Exercise details >> Whenever a line below holds the word "documents", copy that line.

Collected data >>
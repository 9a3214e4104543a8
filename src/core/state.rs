use std::sync::Arc;

use anyhow::Context;
use tracing::info;

use crate::config::ServerConfig;
use crate::core::documents::{PdfTextExtractor, TextExtractor};
use crate::core::media::MediaStore;
use crate::core::pipeline::SpeechPipeline;
use crate::core::stt::{SpeechRecognizer, create_recognizer};
use crate::core::transcode::Transcoder;
use crate::core::translate::{GoogleTranslator, Translator};
use crate::core::tts::create_synthesis_backend;

/// Core-specific shared state for the application.
///
/// Holds the process-wide handles created once at startup: the Media File
/// Store, the speech pipeline (synthesis backend, encoder and recognition
/// model) and the document/translation collaborators.
#[derive(Clone)]
pub struct CoreState {
    /// Generated and uploaded audio
    pub store: Arc<MediaStore>,
    /// Synthesis and recognition orchestration
    pub pipeline: Arc<SpeechPipeline>,
    /// PDF text extraction
    pub extractor: Arc<dyn TextExtractor>,
    /// Machine translation
    pub translator: Arc<dyn Translator>,
}

impl CoreState {
    /// Initialize core state, loading the recognition model unless speech-to-text
    /// is disabled.
    ///
    /// Any failure here is fatal; the server must not start half-configured.
    pub async fn new(config: &ServerConfig) -> anyhow::Result<Arc<Self>> {
        let recognizer =
            create_recognizer(&config.stt).context("Failed to load speech recognition model")?;
        if recognizer.is_none() {
            info!("Speech-to-text disabled by configuration");
        }
        Self::with_recognizer(config, recognizer).await
    }

    /// Initialize core state around an already loaded recognizer.
    pub async fn with_recognizer(
        config: &ServerConfig,
        recognizer: Option<Arc<dyn SpeechRecognizer>>,
    ) -> anyhow::Result<Arc<Self>> {
        let store = Arc::new(
            MediaStore::open(&config.media.path)
                .await
                .with_context(|| format!("Failed to open media store at {:?}", config.media.path))?,
        );

        let backend = create_synthesis_backend(config, store.clone())
            .context("Failed to create synthesis backend")?;
        info!("Synthesis engine: {}", backend.engine());

        let pipeline = Arc::new(SpeechPipeline::new(
            backend,
            Transcoder::new(&config.transcoder),
            store.clone(),
            recognizer,
            config.stt.silence_threshold,
        ));

        let translator: Arc<dyn Translator> = Arc::new(
            GoogleTranslator::new(&config.translate).context("Failed to create translator")?,
        );

        Ok(Arc::new(Self {
            store,
            pipeline,
            extractor: Arc::new(PdfTextExtractor),
            translator,
        }))
    }
}
pub mod documents;
pub mod media;
pub mod pipeline;
pub mod state;
pub mod stt;
pub mod transcode;
pub mod translate;
pub mod tts;
pub mod voices;

// Re-export commonly used types for convenience
pub use documents::{ExtractionError, PdfTextExtractor, TextExtractor};
pub use media::{AudioFormat, MediaArtifact, MediaStore, MediaStoreError};
pub use pipeline::{PipelineError, PipelineResult, SpeechPipeline};
pub use stt::{RecognitionError, SpeechRecognizer, create_recognizer};
pub use transcode::{TranscodeError, Transcoder};
pub use translate::{GoogleTranslator, TranslationError, Translator};
pub use tts::{SynthesisBackend, SynthesisError, VoiceInfo, create_synthesis_backend};
pub use voices::CatalogError;

// Re-export CoreState for external use
pub use state::CoreState;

Answer area >>
use crate::core::documents::{PdfTextExtractor, TextExtractor};
pub mod documents;
pub use documents::{ExtractionError, PdfTextExtractor, TextExtractor};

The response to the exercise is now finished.